## WHAT YOU HAVE TO DO
Please repeat the records below exactly, from the first line through the line containing "pub enum MatchMetric", and nothing more.

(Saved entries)

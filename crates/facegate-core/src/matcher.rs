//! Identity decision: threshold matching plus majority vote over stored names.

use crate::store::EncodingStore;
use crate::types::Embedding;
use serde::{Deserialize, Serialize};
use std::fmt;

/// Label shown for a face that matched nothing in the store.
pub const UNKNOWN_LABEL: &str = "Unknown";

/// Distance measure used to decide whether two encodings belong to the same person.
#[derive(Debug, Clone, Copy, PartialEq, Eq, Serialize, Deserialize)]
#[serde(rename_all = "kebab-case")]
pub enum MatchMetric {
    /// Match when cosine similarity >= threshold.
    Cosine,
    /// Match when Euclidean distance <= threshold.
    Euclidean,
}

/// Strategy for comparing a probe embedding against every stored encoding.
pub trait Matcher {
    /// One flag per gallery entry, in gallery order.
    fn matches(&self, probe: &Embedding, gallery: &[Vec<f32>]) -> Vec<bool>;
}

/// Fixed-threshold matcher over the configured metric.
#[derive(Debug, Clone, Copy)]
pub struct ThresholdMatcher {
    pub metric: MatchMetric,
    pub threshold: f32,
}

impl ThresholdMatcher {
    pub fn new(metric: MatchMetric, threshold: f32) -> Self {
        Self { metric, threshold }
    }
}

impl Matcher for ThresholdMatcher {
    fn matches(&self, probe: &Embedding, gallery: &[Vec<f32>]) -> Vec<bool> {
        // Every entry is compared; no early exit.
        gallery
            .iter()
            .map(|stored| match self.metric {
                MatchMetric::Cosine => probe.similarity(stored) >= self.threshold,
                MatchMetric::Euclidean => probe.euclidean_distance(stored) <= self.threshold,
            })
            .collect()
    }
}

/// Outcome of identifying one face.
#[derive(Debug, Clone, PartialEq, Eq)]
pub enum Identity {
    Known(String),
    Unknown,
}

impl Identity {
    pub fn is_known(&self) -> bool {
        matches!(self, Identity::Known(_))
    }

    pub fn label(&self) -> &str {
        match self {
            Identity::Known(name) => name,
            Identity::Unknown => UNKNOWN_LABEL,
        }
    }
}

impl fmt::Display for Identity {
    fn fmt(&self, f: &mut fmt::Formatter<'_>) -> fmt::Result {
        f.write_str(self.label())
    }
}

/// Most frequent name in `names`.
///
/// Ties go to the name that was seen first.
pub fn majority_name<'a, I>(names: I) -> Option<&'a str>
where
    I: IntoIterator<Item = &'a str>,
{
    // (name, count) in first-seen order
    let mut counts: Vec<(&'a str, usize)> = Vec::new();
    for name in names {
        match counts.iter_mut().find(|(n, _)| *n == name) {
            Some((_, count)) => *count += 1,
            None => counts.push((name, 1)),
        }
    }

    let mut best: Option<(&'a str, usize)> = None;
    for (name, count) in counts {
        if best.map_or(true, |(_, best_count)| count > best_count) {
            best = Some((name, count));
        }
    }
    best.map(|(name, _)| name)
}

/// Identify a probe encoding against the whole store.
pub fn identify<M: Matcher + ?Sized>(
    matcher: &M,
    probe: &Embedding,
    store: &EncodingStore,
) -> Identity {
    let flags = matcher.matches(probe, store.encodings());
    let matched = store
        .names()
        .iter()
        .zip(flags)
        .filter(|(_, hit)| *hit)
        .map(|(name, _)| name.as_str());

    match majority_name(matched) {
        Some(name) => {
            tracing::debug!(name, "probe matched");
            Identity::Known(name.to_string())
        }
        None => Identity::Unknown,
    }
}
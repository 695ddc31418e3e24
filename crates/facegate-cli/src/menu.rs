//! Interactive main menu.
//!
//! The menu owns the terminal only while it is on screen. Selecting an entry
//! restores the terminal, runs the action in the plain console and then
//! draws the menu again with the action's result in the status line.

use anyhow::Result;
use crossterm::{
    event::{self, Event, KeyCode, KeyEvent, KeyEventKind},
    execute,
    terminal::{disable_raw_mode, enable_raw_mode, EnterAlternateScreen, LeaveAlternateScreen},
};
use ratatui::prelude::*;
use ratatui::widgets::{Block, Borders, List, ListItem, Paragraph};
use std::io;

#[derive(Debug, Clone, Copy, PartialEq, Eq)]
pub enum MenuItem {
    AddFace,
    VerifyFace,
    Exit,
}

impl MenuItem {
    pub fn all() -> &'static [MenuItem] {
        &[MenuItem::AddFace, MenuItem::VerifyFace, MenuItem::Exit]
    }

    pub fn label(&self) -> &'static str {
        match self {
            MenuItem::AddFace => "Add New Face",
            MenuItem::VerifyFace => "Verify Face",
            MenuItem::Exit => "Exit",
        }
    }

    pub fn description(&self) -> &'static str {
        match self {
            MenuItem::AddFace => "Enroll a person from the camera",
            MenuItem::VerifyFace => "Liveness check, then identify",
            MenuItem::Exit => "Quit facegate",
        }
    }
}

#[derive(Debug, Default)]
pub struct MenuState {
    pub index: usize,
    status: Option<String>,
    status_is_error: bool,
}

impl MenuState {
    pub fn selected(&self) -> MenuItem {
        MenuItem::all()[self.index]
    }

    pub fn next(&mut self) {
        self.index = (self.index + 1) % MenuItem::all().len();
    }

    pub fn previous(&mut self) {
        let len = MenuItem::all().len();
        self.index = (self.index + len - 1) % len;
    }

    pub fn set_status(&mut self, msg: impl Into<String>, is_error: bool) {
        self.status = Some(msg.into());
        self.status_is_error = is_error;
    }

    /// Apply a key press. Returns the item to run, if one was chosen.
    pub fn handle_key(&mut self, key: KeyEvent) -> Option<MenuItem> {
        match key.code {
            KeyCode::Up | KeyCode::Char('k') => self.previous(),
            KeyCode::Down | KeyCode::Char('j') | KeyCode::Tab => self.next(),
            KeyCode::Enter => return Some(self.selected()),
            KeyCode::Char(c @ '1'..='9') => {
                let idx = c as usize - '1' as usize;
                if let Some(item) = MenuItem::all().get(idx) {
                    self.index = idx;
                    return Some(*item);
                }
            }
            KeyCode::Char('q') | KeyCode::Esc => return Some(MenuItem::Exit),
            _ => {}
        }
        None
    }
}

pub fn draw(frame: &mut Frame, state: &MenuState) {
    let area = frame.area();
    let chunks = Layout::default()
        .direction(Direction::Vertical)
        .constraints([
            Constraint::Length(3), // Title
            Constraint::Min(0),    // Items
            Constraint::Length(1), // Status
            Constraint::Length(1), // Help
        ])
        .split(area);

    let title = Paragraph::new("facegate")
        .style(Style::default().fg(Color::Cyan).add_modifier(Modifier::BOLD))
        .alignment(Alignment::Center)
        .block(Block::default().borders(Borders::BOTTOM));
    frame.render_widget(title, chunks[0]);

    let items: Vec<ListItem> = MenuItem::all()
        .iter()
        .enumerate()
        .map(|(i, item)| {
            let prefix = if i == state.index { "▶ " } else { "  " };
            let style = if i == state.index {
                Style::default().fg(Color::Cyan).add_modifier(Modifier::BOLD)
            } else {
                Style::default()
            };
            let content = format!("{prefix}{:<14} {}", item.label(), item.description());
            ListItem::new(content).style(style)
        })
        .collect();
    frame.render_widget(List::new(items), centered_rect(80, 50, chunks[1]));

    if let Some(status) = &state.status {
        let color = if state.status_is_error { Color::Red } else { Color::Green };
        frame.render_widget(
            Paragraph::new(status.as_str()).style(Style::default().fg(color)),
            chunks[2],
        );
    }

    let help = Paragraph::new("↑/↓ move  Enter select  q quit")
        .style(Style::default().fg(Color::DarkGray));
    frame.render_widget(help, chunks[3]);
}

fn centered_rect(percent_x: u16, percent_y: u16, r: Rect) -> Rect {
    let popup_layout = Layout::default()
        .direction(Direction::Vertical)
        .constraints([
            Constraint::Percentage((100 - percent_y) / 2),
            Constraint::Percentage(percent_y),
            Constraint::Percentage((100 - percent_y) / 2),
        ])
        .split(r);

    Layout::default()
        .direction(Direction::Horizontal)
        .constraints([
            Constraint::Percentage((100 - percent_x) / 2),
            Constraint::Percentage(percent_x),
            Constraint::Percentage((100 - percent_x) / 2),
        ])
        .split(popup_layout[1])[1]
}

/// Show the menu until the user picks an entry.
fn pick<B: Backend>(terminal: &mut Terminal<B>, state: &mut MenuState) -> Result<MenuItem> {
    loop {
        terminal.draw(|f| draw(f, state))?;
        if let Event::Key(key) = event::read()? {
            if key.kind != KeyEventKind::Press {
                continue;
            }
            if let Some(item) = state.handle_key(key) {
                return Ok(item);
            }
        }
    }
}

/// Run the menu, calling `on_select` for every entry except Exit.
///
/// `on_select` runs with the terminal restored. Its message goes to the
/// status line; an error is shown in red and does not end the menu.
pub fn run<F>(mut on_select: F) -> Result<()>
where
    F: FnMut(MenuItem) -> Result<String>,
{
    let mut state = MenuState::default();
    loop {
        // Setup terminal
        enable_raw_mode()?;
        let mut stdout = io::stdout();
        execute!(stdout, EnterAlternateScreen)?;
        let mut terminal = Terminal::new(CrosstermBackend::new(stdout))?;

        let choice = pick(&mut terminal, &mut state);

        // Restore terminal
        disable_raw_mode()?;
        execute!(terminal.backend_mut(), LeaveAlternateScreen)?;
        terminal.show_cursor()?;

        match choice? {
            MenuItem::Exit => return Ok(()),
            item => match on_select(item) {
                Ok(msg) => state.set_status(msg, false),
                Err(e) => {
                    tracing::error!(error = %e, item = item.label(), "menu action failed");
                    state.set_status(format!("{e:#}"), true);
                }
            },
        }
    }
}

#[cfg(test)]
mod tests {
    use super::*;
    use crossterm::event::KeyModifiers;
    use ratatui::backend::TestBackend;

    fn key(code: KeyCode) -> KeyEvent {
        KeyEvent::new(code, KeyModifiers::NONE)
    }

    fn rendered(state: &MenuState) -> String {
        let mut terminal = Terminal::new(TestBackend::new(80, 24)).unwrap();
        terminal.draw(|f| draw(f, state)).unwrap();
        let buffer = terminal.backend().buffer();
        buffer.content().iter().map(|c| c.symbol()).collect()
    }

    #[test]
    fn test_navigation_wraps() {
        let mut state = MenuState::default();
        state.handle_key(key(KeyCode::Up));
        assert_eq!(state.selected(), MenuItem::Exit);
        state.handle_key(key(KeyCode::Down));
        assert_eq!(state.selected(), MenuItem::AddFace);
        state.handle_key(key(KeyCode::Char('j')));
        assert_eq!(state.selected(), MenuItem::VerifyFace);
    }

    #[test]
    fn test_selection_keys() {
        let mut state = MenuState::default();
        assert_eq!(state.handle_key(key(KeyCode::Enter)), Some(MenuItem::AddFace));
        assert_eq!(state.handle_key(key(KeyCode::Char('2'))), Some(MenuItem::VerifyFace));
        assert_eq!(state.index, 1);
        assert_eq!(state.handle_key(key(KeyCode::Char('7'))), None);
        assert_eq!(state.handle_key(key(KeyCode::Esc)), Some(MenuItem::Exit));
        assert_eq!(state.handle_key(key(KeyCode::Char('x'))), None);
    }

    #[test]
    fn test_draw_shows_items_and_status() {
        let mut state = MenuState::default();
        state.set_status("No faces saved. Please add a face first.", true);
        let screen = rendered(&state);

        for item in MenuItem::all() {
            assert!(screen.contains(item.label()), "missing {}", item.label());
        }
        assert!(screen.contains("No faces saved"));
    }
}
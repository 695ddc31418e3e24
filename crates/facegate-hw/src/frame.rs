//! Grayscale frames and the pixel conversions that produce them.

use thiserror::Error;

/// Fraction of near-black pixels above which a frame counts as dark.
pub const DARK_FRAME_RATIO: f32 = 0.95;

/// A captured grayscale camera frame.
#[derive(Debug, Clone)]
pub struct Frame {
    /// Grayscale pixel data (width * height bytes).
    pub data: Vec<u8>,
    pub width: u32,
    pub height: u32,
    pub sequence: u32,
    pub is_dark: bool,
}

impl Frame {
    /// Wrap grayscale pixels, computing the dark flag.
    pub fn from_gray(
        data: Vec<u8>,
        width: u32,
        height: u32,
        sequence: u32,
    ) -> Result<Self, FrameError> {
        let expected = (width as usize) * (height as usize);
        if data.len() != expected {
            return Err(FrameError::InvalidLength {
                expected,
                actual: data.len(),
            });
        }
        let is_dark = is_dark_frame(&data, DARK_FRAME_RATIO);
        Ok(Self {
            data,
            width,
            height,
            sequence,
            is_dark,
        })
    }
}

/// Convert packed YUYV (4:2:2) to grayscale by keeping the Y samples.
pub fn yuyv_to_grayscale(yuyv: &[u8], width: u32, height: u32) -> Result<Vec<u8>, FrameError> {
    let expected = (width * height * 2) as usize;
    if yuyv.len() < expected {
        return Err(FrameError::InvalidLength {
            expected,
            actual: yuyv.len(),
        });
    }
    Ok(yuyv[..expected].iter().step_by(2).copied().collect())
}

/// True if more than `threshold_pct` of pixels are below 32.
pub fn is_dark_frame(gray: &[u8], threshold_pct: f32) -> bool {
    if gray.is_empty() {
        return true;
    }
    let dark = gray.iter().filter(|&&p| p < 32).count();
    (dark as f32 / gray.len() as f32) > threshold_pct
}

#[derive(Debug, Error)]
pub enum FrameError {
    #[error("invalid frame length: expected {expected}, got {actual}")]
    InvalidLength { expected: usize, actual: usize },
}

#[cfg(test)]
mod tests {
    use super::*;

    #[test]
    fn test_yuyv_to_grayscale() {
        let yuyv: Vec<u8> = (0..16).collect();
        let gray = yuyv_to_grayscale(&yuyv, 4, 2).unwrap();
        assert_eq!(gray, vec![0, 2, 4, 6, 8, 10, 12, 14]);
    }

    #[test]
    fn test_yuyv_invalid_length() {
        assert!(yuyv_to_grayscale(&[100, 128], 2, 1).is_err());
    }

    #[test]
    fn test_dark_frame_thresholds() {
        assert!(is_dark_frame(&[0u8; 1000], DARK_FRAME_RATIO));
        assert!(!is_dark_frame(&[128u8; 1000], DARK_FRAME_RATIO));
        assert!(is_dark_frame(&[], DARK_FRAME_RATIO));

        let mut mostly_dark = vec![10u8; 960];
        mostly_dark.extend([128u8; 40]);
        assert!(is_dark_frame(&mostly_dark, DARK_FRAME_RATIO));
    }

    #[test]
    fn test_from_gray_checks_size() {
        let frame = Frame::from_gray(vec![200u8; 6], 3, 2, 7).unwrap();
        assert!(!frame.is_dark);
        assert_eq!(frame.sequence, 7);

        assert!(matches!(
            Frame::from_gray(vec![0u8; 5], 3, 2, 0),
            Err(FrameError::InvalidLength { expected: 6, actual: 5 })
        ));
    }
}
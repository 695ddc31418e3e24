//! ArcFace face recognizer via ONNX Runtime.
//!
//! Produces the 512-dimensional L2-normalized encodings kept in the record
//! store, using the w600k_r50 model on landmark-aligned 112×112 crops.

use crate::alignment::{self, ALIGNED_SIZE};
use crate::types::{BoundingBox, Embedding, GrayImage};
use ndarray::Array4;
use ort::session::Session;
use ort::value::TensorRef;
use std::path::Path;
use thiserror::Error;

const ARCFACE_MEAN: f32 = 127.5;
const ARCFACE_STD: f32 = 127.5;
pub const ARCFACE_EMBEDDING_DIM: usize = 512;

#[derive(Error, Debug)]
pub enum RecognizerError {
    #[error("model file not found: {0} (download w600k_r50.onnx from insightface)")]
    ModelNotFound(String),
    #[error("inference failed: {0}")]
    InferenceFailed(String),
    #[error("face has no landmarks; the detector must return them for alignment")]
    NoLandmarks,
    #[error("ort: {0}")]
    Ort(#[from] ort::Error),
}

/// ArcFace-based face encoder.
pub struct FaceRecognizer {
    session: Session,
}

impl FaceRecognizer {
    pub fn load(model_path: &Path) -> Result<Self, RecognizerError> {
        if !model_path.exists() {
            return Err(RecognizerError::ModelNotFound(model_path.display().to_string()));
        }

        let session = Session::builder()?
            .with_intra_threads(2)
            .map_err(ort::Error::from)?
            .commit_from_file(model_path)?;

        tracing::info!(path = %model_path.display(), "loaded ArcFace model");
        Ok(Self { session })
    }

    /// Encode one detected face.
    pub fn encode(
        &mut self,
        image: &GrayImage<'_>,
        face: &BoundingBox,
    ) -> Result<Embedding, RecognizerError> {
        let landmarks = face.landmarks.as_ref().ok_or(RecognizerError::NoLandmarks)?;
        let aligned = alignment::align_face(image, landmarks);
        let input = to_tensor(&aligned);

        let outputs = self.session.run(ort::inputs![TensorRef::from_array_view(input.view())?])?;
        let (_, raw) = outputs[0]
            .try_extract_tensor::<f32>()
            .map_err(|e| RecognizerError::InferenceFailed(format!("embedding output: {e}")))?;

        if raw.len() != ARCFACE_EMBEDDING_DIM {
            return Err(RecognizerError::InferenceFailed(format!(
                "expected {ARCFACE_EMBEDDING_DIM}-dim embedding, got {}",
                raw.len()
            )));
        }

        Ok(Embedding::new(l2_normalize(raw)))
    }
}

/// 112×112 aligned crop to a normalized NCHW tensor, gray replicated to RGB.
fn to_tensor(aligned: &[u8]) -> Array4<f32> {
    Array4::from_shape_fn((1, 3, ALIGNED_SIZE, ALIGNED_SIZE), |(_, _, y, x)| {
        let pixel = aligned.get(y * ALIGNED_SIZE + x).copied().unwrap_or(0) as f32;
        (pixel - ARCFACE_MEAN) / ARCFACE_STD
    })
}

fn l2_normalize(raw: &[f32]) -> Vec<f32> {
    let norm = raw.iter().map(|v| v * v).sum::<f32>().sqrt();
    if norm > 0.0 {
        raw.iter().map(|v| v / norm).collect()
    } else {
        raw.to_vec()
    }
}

## TASK RESPONSE
filename crates/facegate-core/src/matcher.rs
//! Identity decision: threshold matching plus majority vote over stored names.

use crate::store::EncodingStore;
use crate::types::Embedding;
use serde::{Deserialize, Serialize};
use std::fmt;

/// Label shown for a face that matched nothing in the store.
pub const UNKNOWN_LABEL: &str = "Unknown";

/// Distance measure used to decide whether two encodings belong to the same person.
#[derive(Debug, Clone, Copy, PartialEq, Eq, Serialize, Deserialize)]
#[serde(rename_all = "kebab-case")]
pub enum MatchMetric {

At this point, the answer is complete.